**ASSIGNED TASK:** Check every line of the entries for "open", and copy the lines that hold it.

Segment Start: INFORMATION GIVEN

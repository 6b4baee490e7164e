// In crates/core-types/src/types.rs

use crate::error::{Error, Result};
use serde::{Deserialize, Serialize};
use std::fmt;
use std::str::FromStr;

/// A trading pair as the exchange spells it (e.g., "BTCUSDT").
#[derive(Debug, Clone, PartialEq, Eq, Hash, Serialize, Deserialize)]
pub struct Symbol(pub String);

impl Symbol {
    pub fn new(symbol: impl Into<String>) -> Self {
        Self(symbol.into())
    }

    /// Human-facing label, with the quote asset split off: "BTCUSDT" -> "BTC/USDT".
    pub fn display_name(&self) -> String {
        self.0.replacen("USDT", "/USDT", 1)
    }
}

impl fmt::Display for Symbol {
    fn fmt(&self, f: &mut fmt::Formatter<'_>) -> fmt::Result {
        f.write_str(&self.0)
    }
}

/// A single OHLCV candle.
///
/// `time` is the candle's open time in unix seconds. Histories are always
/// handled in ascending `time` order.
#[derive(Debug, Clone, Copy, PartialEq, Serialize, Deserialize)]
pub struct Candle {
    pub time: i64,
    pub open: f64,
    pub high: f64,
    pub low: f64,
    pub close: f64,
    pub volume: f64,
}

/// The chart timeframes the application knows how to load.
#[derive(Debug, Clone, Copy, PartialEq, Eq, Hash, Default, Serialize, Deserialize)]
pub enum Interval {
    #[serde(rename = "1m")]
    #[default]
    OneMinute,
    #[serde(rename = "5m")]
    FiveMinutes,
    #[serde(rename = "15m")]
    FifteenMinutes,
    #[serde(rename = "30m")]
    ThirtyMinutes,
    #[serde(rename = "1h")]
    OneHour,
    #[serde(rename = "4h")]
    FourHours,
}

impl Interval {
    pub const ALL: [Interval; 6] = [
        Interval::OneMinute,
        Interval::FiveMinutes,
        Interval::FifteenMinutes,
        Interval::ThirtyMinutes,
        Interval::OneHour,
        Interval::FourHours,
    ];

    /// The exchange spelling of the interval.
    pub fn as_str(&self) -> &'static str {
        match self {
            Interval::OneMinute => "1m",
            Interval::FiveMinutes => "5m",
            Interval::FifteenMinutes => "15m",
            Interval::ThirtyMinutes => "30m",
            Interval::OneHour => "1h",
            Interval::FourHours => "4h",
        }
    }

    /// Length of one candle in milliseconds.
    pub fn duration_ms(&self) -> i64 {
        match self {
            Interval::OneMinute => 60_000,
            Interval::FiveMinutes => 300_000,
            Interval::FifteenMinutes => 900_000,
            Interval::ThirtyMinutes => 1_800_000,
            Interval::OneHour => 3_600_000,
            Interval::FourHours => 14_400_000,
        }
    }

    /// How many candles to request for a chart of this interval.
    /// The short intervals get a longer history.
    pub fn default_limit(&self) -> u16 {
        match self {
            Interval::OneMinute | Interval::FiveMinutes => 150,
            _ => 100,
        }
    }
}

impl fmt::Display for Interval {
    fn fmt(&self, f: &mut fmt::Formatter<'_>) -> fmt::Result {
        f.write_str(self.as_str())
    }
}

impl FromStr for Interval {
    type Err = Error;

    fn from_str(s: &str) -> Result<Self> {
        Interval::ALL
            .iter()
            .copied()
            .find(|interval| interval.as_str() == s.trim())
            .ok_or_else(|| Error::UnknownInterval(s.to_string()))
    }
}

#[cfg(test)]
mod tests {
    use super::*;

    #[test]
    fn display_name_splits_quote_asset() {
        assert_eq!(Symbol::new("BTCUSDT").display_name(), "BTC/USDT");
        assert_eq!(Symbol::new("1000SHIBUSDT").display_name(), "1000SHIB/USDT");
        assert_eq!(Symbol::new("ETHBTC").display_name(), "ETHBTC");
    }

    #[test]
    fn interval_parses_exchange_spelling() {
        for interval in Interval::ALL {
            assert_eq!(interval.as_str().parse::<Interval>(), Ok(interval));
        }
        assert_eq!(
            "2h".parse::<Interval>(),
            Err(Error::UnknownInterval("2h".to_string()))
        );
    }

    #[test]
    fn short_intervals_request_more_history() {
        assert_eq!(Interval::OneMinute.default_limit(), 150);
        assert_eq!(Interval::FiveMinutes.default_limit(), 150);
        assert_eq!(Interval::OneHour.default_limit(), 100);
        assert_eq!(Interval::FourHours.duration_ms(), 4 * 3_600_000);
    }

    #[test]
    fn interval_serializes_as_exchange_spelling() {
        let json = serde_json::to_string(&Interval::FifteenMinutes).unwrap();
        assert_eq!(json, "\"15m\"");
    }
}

Segment End: INFORMATION GIVEN

**REPLY:**
/// `time` is the candle's open time in unix seconds. Histories are always
    pub open: f64,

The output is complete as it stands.